Recorded data:
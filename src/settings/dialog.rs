//! GTK4 settings dialog implementation.
//!
//! One notebook tab per settings group. Save collects the widget states
//! into a [`SettingsForm`], merges it into the loaded document, and
//! overwrites `fd_preferences.json`; Cancel closes without writing.

use crate::preferences::Document;
use crate::settings::form::SettingsForm;
use crate::AppEvent;
use crossbeam_channel::Sender;
use gtk4::prelude::*;
use gtk4::{
    Application, ApplicationWindow, Box as GtkBox, Button, CheckButton, Entry, Grid, Label,
    Notebook, Orientation, Separator,
};
use std::cell::RefCell;
use std::path::PathBuf;
use std::rc::Rc;
use tracing::{error, info};

/// Show the settings dialog for the preferences document at `prefs_path`.
///
/// The document is read in full when the window opens; a missing or
/// malformed file means the dialog never appears.
pub fn show_settings_dialog(prefs_path: PathBuf, event_tx: Sender<AppEvent>) {
    std::thread::spawn(move || {
        if let Err(e) = gtk4::init() {
            error!("Failed to initialize GTK: {}", e);
            let _ = event_tx.send(AppEvent::Quit);
            return;
        }

        let app = Application::builder()
            .application_id(format!("org.fdprefs.settings.{}", std::process::id()))
            .build();

        let path_clone = prefs_path.clone();
        let event_tx_clone = event_tx.clone();
        app.connect_activate(move |app| {
            match Document::load(&path_clone) {
                Ok(document) => build_settings_window(
                    app,
                    document,
                    path_clone.clone(),
                    event_tx_clone.clone(),
                ),
                Err(e) => {
                    error!("Failed to open preferences: {:#}", e);
                    app.quit();
                }
            }
        });

        app.run_with_args::<String>(&[]);
        let _ = event_tx.send(AppEvent::Quit);
    });
}

fn build_settings_window(
    app: &Application,
    document: Document,
    prefs_path: PathBuf,
    event_tx: Sender<AppEvent>,
) {
    let window = ApplicationWindow::builder()
        .application(app)
        .title("Field Day Logger Settings")
        .default_width(520)
        .default_height(420)
        .build();

    let form = SettingsForm::from_document(&document);
    let widgets = FieldWidgets::new(&form);

    let notebook = Notebook::new();
    notebook.set_vexpand(true);
    notebook.append_page(&widgets.lookup_tab(), Some(&Label::new(Some("Callsign Lookup"))));
    notebook.append_page(&widgets.cloudlog_tab(), Some(&Label::new(Some("Cloudlog"))));
    notebook.append_page(&widgets.rig_control_tab(), Some(&Label::new(Some("Rig Control"))));
    notebook.append_page(&widgets.cw_keyer_tab(), Some(&Label::new(Some("CW Keyer"))));
    notebook.append_page(&widgets.group_tab(), Some(&Label::new(Some("Group Operation"))));
    notebook.append_page(&widgets.n1mm_tab(), Some(&Label::new(Some("N1MM Packets"))));

    let vbox = GtkBox::new(Orientation::Vertical, 8);
    vbox.append(&notebook);
    vbox.append(&button_row(&window, widgets, document, prefs_path, event_tx));

    window.set_child(Some(&vbox));
    window.present();
}

/// Save/Cancel row along the bottom of the window.
fn button_row(
    window: &ApplicationWindow,
    widgets: FieldWidgets,
    document: Document,
    prefs_path: PathBuf,
    event_tx: Sender<AppEvent>,
) -> GtkBox {
    let row = GtkBox::new(Orientation::Horizontal, 8);
    row.set_margin_start(12);
    row.set_margin_end(12);
    row.set_margin_bottom(12);
    row.set_halign(gtk4::Align::End);

    let cancel_btn = Button::with_label("Cancel");
    let window_for_cancel = window.clone();
    cancel_btn.connect_clicked(move |_| {
        window_for_cancel.close();
    });
    row.append(&cancel_btn);

    let save_btn = Button::with_label("Save");
    save_btn.add_css_class("suggested-action");

    let document = Rc::new(RefCell::new(document));
    let window_for_save = window.clone();
    save_btn.connect_clicked(move |_| {
        let form = widgets.collect();
        let mut document = document.borrow_mut();
        if let Err(e) = form.apply_to(&mut document) {
            // A non-numeric port aborts the save; the file keeps its
            // previous contents and the window still closes.
            error!("save_changes: {:#}", e);
        } else if let Err(e) = document.save(&prefs_path) {
            error!("save_changes: {:#}", e);
        } else {
            info!(
                "Preferences saved to {} (lookup {:?}, CW {:?})",
                prefs_path.display(),
                form.lookup_source(),
                form.cw_backend()
            );
            let _ = event_tx.send(AppEvent::ReloadPreferences);
        }
        window_for_save.close();
    });
    row.append(&save_btn);

    row
}

/// Every editable widget on the dialog, created once from the loaded form
/// state and read back on save. GTK widgets are reference counted, so the
/// clone captured by the save closure aliases the on-screen ones.
#[derive(Clone)]
struct FieldWidgets {
    use_qrz: CheckButton,
    use_hamdb: CheckButton,
    use_hamqth: CheckButton,
    lookup_username: Entry,
    lookup_password: Entry,
    use_cloudlog: CheckButton,
    cloudlog_api: Entry,
    cloudlog_url: Entry,
    use_rigctld: CheckButton,
    use_flrig: CheckButton,
    cat_ip: Entry,
    cat_port: Entry,
    marker_file: Entry,
    use_marker: CheckButton,
    cw_ip: Entry,
    cw_port: Entry,
    use_cwdaemon: CheckButton,
    use_pywinkeyer: CheckButton,
    connect_to_server: CheckButton,
    multicast_group: Entry,
    multicast_port: Entry,
    interface_ip: Entry,
    send_n1mm_packets: CheckButton,
    n1mm_station_name: Entry,
    n1mm_operator: Entry,
    n1mm_ip: Entry,
    n1mm_radioport: Entry,
    n1mm_contactport: Entry,
    n1mm_lookupport: Entry,
    n1mm_scoreport: Entry,
}

impl FieldWidgets {
    fn new(form: &SettingsForm) -> Self {
        let use_qrz = CheckButton::with_label("QRZ");
        let use_hamdb = CheckButton::with_label("HamDB");
        let use_hamqth = CheckButton::with_label("HamQTH");
        // Widget grouping is what makes these radios exclusive; the
        // document itself stores three independent flags.
        use_hamdb.set_group(Some(&use_qrz));
        use_hamqth.set_group(Some(&use_qrz));
        use_qrz.set_active(form.use_qrz);
        use_hamdb.set_active(form.use_hamdb);
        use_hamqth.set_active(form.use_hamqth);

        let use_rigctld = CheckButton::with_label("rigctld");
        let use_flrig = CheckButton::with_label("flrig");
        use_flrig.set_group(Some(&use_rigctld));
        use_rigctld.set_active(form.use_rigctld);
        use_flrig.set_active(form.use_flrig);

        let use_cwdaemon = CheckButton::with_label("cwdaemon");
        let use_pywinkeyer = CheckButton::with_label("PyWinKeyer");
        use_pywinkeyer.set_group(Some(&use_cwdaemon));
        use_cwdaemon.set_active(form.use_cwdaemon);
        use_pywinkeyer.set_active(form.use_pywinkeyer);

        let use_cloudlog = CheckButton::with_label("Send contacts to Cloudlog");
        use_cloudlog.set_active(form.use_cloudlog);
        let use_marker = CheckButton::with_label("Generate band marker file");
        use_marker.set_active(form.use_marker);
        let connect_to_server = CheckButton::with_label("Connect to group server");
        connect_to_server.set_active(form.connect_to_server);
        let send_n1mm_packets = CheckButton::with_label("Send N1MM packets");
        send_n1mm_packets.set_active(form.send_n1mm_packets);

        let lookup_password = entry_with_text(&form.lookup_password);
        lookup_password.set_visibility(false);

        Self {
            use_qrz,
            use_hamdb,
            use_hamqth,
            lookup_username: entry_with_text(&form.lookup_username),
            lookup_password,
            use_cloudlog,
            cloudlog_api: entry_with_text(&form.cloudlog_api),
            cloudlog_url: entry_with_text(&form.cloudlog_url),
            use_rigctld,
            use_flrig,
            cat_ip: entry_with_text(&form.cat_ip),
            cat_port: entry_with_text(&form.cat_port),
            marker_file: entry_with_text(&form.marker_file),
            use_marker,
            cw_ip: entry_with_text(&form.cw_ip),
            cw_port: entry_with_text(&form.cw_port),
            use_cwdaemon,
            use_pywinkeyer,
            connect_to_server,
            multicast_group: entry_with_text(&form.multicast_group),
            multicast_port: entry_with_text(&form.multicast_port),
            interface_ip: entry_with_text(&form.interface_ip),
            send_n1mm_packets,
            n1mm_station_name: entry_with_text(&form.n1mm_station_name),
            n1mm_operator: entry_with_text(&form.n1mm_operator),
            n1mm_ip: entry_with_text(&form.n1mm_ip),
            n1mm_radioport: entry_with_text(&form.n1mm_radioport),
            n1mm_contactport: entry_with_text(&form.n1mm_contactport),
            n1mm_lookupport: entry_with_text(&form.n1mm_lookupport),
            n1mm_scoreport: entry_with_text(&form.n1mm_scoreport),
        }
    }

    /// Read every widget back into plain form state.
    fn collect(&self) -> SettingsForm {
        SettingsForm {
            use_qrz: self.use_qrz.is_active(),
            use_hamdb: self.use_hamdb.is_active(),
            use_hamqth: self.use_hamqth.is_active(),
            lookup_username: self.lookup_username.text().to_string(),
            lookup_password: self.lookup_password.text().to_string(),
            use_cloudlog: self.use_cloudlog.is_active(),
            cloudlog_api: self.cloudlog_api.text().to_string(),
            cloudlog_url: self.cloudlog_url.text().to_string(),
            cat_ip: self.cat_ip.text().to_string(),
            cat_port: self.cat_port.text().to_string(),
            use_rigctld: self.use_rigctld.is_active(),
            use_flrig: self.use_flrig.is_active(),
            marker_file: self.marker_file.text().to_string(),
            use_marker: self.use_marker.is_active(),
            cw_ip: self.cw_ip.text().to_string(),
            cw_port: self.cw_port.text().to_string(),
            use_cwdaemon: self.use_cwdaemon.is_active(),
            use_pywinkeyer: self.use_pywinkeyer.is_active(),
            connect_to_server: self.connect_to_server.is_active(),
            multicast_group: self.multicast_group.text().to_string(),
            multicast_port: self.multicast_port.text().to_string(),
            interface_ip: self.interface_ip.text().to_string(),
            send_n1mm_packets: self.send_n1mm_packets.is_active(),
            n1mm_station_name: self.n1mm_station_name.text().to_string(),
            n1mm_operator: self.n1mm_operator.text().to_string(),
            n1mm_ip: self.n1mm_ip.text().to_string(),
            n1mm_radioport: self.n1mm_radioport.text().to_string(),
            n1mm_contactport: self.n1mm_contactport.text().to_string(),
            n1mm_lookupport: self.n1mm_lookupport.text().to_string(),
            n1mm_scoreport: self.n1mm_scoreport.text().to_string(),
        }
    }

    fn lookup_tab(&self) -> GtkBox {
        let vbox = tab_box("Callsign Lookup Service");

        let radios = GtkBox::new(Orientation::Horizontal, 16);
        radios.append(&self.use_qrz);
        radios.append(&self.use_hamdb);
        radios.append(&self.use_hamqth);
        vbox.append(&radios);

        vbox.append(&Separator::new(Orientation::Horizontal));

        let grid = field_grid();
        labeled_row(&grid, 0, "Username:", &self.lookup_username);
        labeled_row(&grid, 1, "Password:", &self.lookup_password);
        vbox.append(&grid);

        vbox
    }

    fn cloudlog_tab(&self) -> GtkBox {
        let vbox = tab_box("Cloudlog");
        vbox.append(&self.use_cloudlog);

        let grid = field_grid();
        labeled_row(&grid, 0, "API key:", &self.cloudlog_api);
        labeled_row(&grid, 1, "URL:", &self.cloudlog_url);
        vbox.append(&grid);

        vbox
    }

    fn rig_control_tab(&self) -> GtkBox {
        let vbox = tab_box("Rig Control");

        let radios = GtkBox::new(Orientation::Horizontal, 16);
        radios.append(&self.use_rigctld);
        radios.append(&self.use_flrig);
        vbox.append(&radios);

        let grid = field_grid();
        labeled_row(&grid, 0, "CAT address:", &self.cat_ip);
        labeled_row(&grid, 1, "CAT port:", &self.cat_port);
        vbox.append(&grid);

        vbox.append(&Separator::new(Orientation::Horizontal));

        let marker_grid = field_grid();
        labeled_row(&marker_grid, 0, "Marker file:", &self.marker_file);
        vbox.append(&marker_grid);
        vbox.append(&self.use_marker);

        vbox
    }

    fn cw_keyer_tab(&self) -> GtkBox {
        let vbox = tab_box("CW Keyer");

        let radios = GtkBox::new(Orientation::Horizontal, 16);
        radios.append(&self.use_cwdaemon);
        radios.append(&self.use_pywinkeyer);
        vbox.append(&radios);

        let grid = field_grid();
        labeled_row(&grid, 0, "Keyer address:", &self.cw_ip);
        labeled_row(&grid, 1, "Keyer port:", &self.cw_port);
        vbox.append(&grid);

        vbox
    }

    fn group_tab(&self) -> GtkBox {
        let vbox = tab_box("Group Operation");
        vbox.append(&self.connect_to_server);

        let grid = field_grid();
        labeled_row(&grid, 0, "Multicast group:", &self.multicast_group);
        labeled_row(&grid, 1, "Multicast port:", &self.multicast_port);
        labeled_row(&grid, 2, "Interface IP:", &self.interface_ip);
        vbox.append(&grid);

        vbox
    }

    fn n1mm_tab(&self) -> GtkBox {
        let vbox = tab_box("N1MM Packets");
        vbox.append(&self.send_n1mm_packets);

        let grid = field_grid();
        labeled_row(&grid, 0, "Station name:", &self.n1mm_station_name);
        labeled_row(&grid, 1, "Operator:", &self.n1mm_operator);
        labeled_row(&grid, 2, "IP:", &self.n1mm_ip);
        labeled_row(&grid, 3, "Radio port:", &self.n1mm_radioport);
        labeled_row(&grid, 4, "Contact port:", &self.n1mm_contactport);
        labeled_row(&grid, 5, "Lookup port:", &self.n1mm_lookupport);
        labeled_row(&grid, 6, "Score port:", &self.n1mm_scoreport);
        vbox.append(&grid);

        vbox
    }
}

fn entry_with_text(text: &str) -> Entry {
    let entry = Entry::new();
    entry.set_text(text);
    entry.set_hexpand(true);
    entry
}

fn tab_box(title: &str) -> GtkBox {
    let vbox = GtkBox::new(Orientation::Vertical, 12);
    vbox.set_margin_top(20);
    vbox.set_margin_bottom(20);
    vbox.set_margin_start(20);
    vbox.set_margin_end(20);

    let label = Label::new(Some(title));
    label.add_css_class("title-2");
    vbox.append(&label);
    vbox.append(&Separator::new(Orientation::Horizontal));

    vbox
}

fn field_grid() -> Grid {
    let grid = Grid::new();
    grid.set_row_spacing(8);
    grid.set_column_spacing(16);
    grid.set_margin_top(12);
    grid
}

fn labeled_row(grid: &Grid, row: i32, label: &str, entry: &Entry) {
    let label = Label::new(Some(label));
    label.set_halign(gtk4::Align::Start);
    grid.attach(&label, 0, row, 1, 1);
    grid.attach(entry, 1, row, 1, 1);
}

:: Task goal ::
Copy the entries above exactly, but only from the line holding "document, prefs_path, event_tx));" through the line holding "row.set_margin_end(12);", both included.

:: Task solution ::
    vbox.append(&button_row(&window, widgets, document, prefs_path, event_tx));

    window.set_child(Some(&vbox));
    window.present();
}

/// Save/Cancel row along the bottom of the window.
fn button_row(
    window: &ApplicationWindow,
    widgets: FieldWidgets,
    document: Document,
    prefs_path: PathBuf,
    event_tx: Sender<AppEvent>,
) -> GtkBox {
    let row = GtkBox::new(Orientation::Horizontal, 8);
    row.set_margin_start(12);
    row.set_margin_end(12);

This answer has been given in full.